EXTRACTED RECORDS
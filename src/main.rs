// src/main.rs
use anyhow::Result;
use clap::Parser;
use zks::{Args, logging, run};

fn main() -> Result<()> {
    let args = Args::parse();
    logging::init(args.verbose);
    run(args)
}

ASSIGNED TASK
The listing above should be repeated in its entirety, unchanged.

WRITTEN SOLUTION
filename src/main.rs
// src/main.rs
use anyhow::Result;
use clap::Parser;
use zks::{Args, logging, run};

fn main() -> Result<()> {
    let args = Args::parse();
    logging::init(args.verbose);
    run(args)
}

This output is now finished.